Gregor Achim Dirks is a Corporate Innovator for Airbus. We spoke with him to gain insight Fly Your Ideas.
Digital Engineering: Can you provide an overview of the program?
Dirks: We want to inspire students to be creative and develop their skills with a leading global company on real-life challenges. The competition is an opportunity for students to build valuable employment skills like innovation, teamwork, project management and presentation skills. Teams get the chance to apply their classroom learning to real-world challenges, as voted for by Airbus employees. So they are genuinely tackling the same issues, and working with Airbus people who are immersed in the same areas.

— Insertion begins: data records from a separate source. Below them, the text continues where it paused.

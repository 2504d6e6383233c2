//! Prompt construction and response parsing for query analysis.
//!
//! The generation model is asked for a strict JSON object; models routinely
//! wrap it in prose or code fences, so parsing extracts the outermost brace
//! span before deserializing and falls back to a degraded rationale when
//! nothing usable comes back.

use serde::Deserialize;
use serde_json::Value;

use crate::processing::types::{DecisionRationale, Domain, RetrievalResult};

/// Parsed analysis produced from a generation response.
#[derive(Debug, Clone)]
pub(crate) struct LlmAnalysis {
    /// Direct answer to the query.
    pub(crate) answer: String,
    /// Structured justification for the answer.
    pub(crate) rationale: DecisionRationale,
}

/// Build the analysis prompt from the query and its retrieved context.
pub(crate) fn build_analysis_prompt(
    query: &str,
    hits: &[RetrievalResult],
    domain: Option<Domain>,
) -> String {
    let domain_name = domain.map(|d| d.as_str()).unwrap_or("various");
    let guidance = domain.map(domain_guidance).unwrap_or("");
    let context = prepare_context(hits);

    format!(
        "You are an expert document analyst specializing in {domain_name} domains.\n\
         Analyze the following query and provide a comprehensive, accurate response based on the retrieved context.\n\
         \n\
         {guidance}\n\
         \n\
         Query: {query}\n\
         \n\
         Retrieved Context:\n\
         {context}\n\
         \n\
         Provide your response in the following JSON format:\n\
         {{\n\
         \x20   \"answer\": \"Direct answer to the query\",\n\
         \x20   \"reasoning\": \"Detailed explanation of your analysis\",\n\
         \x20   \"confidence_score\": 0.0-1.0,\n\
         \x20   \"supporting_evidence\": [\"Evidence point 1\", \"Evidence point 2\"],\n\
         \x20   \"conditions\": [\"Condition 1\", \"Condition 2\"],\n\
         \x20   \"limitations\": [\"Limitation 1\", \"Limitation 2\"],\n\
         \x20   \"additional_considerations\": \"Any other relevant information\"\n\
         }}\n\
         \n\
         Important guidelines:\n\
         - Base your answer strictly on the provided context\n\
         - If information is insufficient, clearly state this\n\
         - Provide specific evidence from the documents\n\
         - Include relevant conditions and limitations\n\
         - Rate your confidence based on the clarity and completeness of the evidence\n"
    )
}

/// Analysis focus areas per business domain.
fn domain_guidance(domain: Domain) -> &'static str {
    match domain {
        Domain::Insurance => {
            "Focus on:\n\
             - Coverage details and limitations\n\
             - Exclusions and conditions\n\
             - Claim procedures and requirements\n\
             - Policy terms and definitions"
        }
        Domain::Legal => {
            "Focus on:\n\
             - Legal clauses and provisions\n\
             - Rights and obligations\n\
             - Compliance requirements\n\
             - Regulatory implications"
        }
        Domain::Hr => {
            "Focus on:\n\
             - Employee policies and procedures\n\
             - Benefits and entitlements\n\
             - Compliance with labor laws\n\
             - Performance and conduct standards"
        }
        Domain::Compliance => {
            "Focus on:\n\
             - Regulatory requirements\n\
             - Audit standards\n\
             - Risk assessments\n\
             - Compliance procedures"
        }
    }
}

/// Render retrieved chunks as numbered context sections.
fn prepare_context(hits: &[RetrievalResult]) -> String {
    let sections: Vec<String> = hits
        .iter()
        .enumerate()
        .map(|(index, hit)| {
            let filename = hit
                .metadata
                .get("filename")
                .and_then(Value::as_str)
                .unwrap_or("Unknown");
            format!(
                "Document {} (Relevance: {:.3}):\nSource: {}\nContent: {}\n",
                index + 1,
                hit.relevance_score,
                filename,
                hit.content
            )
        })
        .collect();
    sections.join("\n---\n")
}

/// Parse a generation response into an analysis, degrading gracefully.
///
/// Any parse failure produces the fallback rationale instead of an error so
/// that retrieval results still reach the caller.
pub(crate) fn parse_analysis(raw: &str) -> LlmAnalysis {
    match try_parse(raw) {
        Some(analysis) => analysis,
        None => {
            tracing::warn!("Could not parse analysis response; using fallback rationale");
            LlmAnalysis {
                answer: "Error processing response".to_string(),
                rationale: DecisionRationale {
                    reasoning: "Unable to parse LLM response".to_string(),
                    confidence_score: 0.0,
                    supporting_evidence: Vec::new(),
                    conditions: Vec::new(),
                    limitations: vec!["Response parsing failed".to_string()],
                },
            }
        }
    }
}

fn try_parse(raw: &str) -> Option<LlmAnalysis> {
    let start = raw.find('{')?;
    let end = raw.rfind('}')?;
    if end < start {
        return None;
    }

    let parsed: RawAnalysis = serde_json::from_str(&raw[start..=end]).ok()?;
    Some(LlmAnalysis {
        answer: parsed
            .answer
            .unwrap_or_else(|| "Unable to provide answer".to_string()),
        rationale: DecisionRationale {
            reasoning: parsed
                .reasoning
                .unwrap_or_else(|| "No reasoning provided".to_string()),
            confidence_score: parsed.confidence_score.unwrap_or(0.0).clamp(0.0, 1.0),
            supporting_evidence: parsed.supporting_evidence.unwrap_or_default(),
            conditions: parsed.conditions.unwrap_or_default(),
            limitations: parsed.limitations.unwrap_or_default(),
        },
    })
}

#[derive(Deserialize)]
struct RawAnalysis {
    answer: Option<String>,
    reasoning: Option<String>,
    confidence_score: Option<f32>,
    supporting_evidence: Option<Vec<String>>,
    conditions: Option<Vec<String>>,
    limitations: Option<Vec<String>>,
}
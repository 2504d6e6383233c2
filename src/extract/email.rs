use mail_parser::MessageParser;

use super::{ExtractError, ExtractedText};

/// Extract text from an email message.
///
/// The subject, sender, and date headers are prepended to the body so the
/// retrieval context keeps them. HTML-only messages fall back to a
/// tag-stripped rendering of the HTML part.
pub(super) fn extract(bytes: &[u8]) -> Result<ExtractedText, ExtractError> {
    let message = MessageParser::default()
        .parse(bytes)
        .ok_or(ExtractError::Email)?;

    let mut text = String::new();
    if let Some(subject) = message.subject() {
        text.push_str("Subject: ");
        text.push_str(subject);
        text.push('\n');
    }
    if let Some(sender) = message.from().and_then(|list| list.first()) {
        let line = match (sender.name(), sender.address()) {
            (Some(name), Some(address)) => format!("{name} <{address}>"),
            (Some(name), None) => name.to_string(),
            (None, Some(address)) => address.to_string(),
            (None, None) => String::new(),
        };
        if !line.is_empty() {
            text.push_str("From: ");
            text.push_str(&line);
            text.push('\n');
        }
    }
    if let Some(date) = message.date() {
        text.push_str("Date: ");
        text.push_str(&date.to_rfc3339());
        text.push('\n');
    }

    let body = message
        .body_text(0)
        .map(|body| body.trim().to_string())
        .or_else(|| message.body_html(0).map(|html| strip_html(&html)))
        .unwrap_or_default();
    if !body.is_empty() {
        if !text.is_empty() {
            text.push('\n');
        }
        text.push_str(&body);
    }

    tracing::debug!(
        has_subject = message.subject().is_some(),
        body_characters = body.chars().count(),
        "Extracted email text"
    );
    Ok(ExtractedText {
        text,
        page_count: None,
    })
}

fn strip_html(html: &str) -> String {
    let mut out = String::new();
    let mut in_tag = false;
    for ch in html.chars() {
        match ch {
            '<' => in_tag = true,
            '>' => in_tag = false,
            _ if !in_tag => out.push(ch),
            _ => {}
        }
    }
    out.trim().to_string()
}

#[cfg(test)]
mod tests {
    use super::*;

    const PLAIN_EMAIL: &str = "From: Jane Adjuster <jane@example.com>\r\n\
         To: claims@example.com\r\n\
         Subject: Claim 1042 status\r\n\
         Date: Tue, 2 Jul 2024 10:00:00 +0000\r\n\
         Content-Type: text/plain; charset=utf-8\r\n\
         \r\n\
         The claim was approved pending the deductible.\r\n";

    #[test]
    fn prepends_headers_to_the_body() {
        let extracted = extract(PLAIN_EMAIL.as_bytes()).unwrap();
        assert!(extracted.text.starts_with("Subject: Claim 1042 status\n"));
        assert!(extracted.text.contains("From: Jane Adjuster <jane@example.com>"));
        assert!(extracted.text.contains("Date: 2024-07-02"));
        assert!(
            extracted
                .text
                .ends_with("The claim was approved pending the deductible.")
        );
        assert_eq!(extracted.page_count, None);
    }

    #[test]
    fn falls_back_to_stripped_html_bodies() {
        let raw = "From: a@example.com\r\n\
             Subject: HTML only\r\n\
             Content-Type: text/html; charset=utf-8\r\n\
             \r\n\
             <html><body><p>Coverage is <b>excluded</b>.</p></body></html>\r\n";
        let extracted = extract(raw.as_bytes()).unwrap();
        assert!(extracted.text.contains("Coverage is excluded."));
        assert!(!extracted.text.contains('<'));
    }

    #[test]
    fn strip_html_drops_tags_only() {
        assert_eq!(strip_html("<p>a <b>b</b></p>"), "a b");
    }
}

Since Fly Your Ideas launched in 2008, over 20,000 students have registered to participate from over 650 universities and over 100 countries. Teams of three to five students advance through three progressively challenging rounds, and uniquely, get significant input from Airbus employees to help them realize their projects.
A record 5,499 students from around the world registered for this year’s edition—we had ideas submitted by 356 teams in 89 countries.
Diversity is important to Airbus and we strongly encourage it in Fly Your Ideas teams too. In fact, every winning team to date has mixed nationalities, gender, profiles and disciplines.
DE: What becomes of the innovations that are presented?
Dirks: The purpose of the competition is not to find commercially applicable ideas for Airbus, but over the four editions to date, we have shared many ideas with specialists throughout our business. We collaborate with teams and their universities to develop some of the proposals.
Let me give you a few examples.
We worked with 2011 finalists Team Msia on Mars from the Universiti Kuala Lumpur Malaysian Institute of Aviation Technology to further explore their idea for biodegradable materials from Kapok tree fibers for aircraft thermal and acoustic insulation blankets used for aircraft cabins.
Team Stanford ADG from Stanford University were finalists in 2009 with their idea on inverted V-formation flight, which hoped to reduce aircraft energy consumption based on the model of migrating birds. This led to a partnership and a collaborative research project into extended aircraft formations.
Finally, Team Retrolley, a team of five design students from the University of São Paulo in Brazil who won the second prize at the 2015 final, have witnessed their idea become reality. The Retrolley is a new cabin service trolley that enables the recycling of cabin waste. It is expected that the Retrolley can be delivered in the short term to airlines.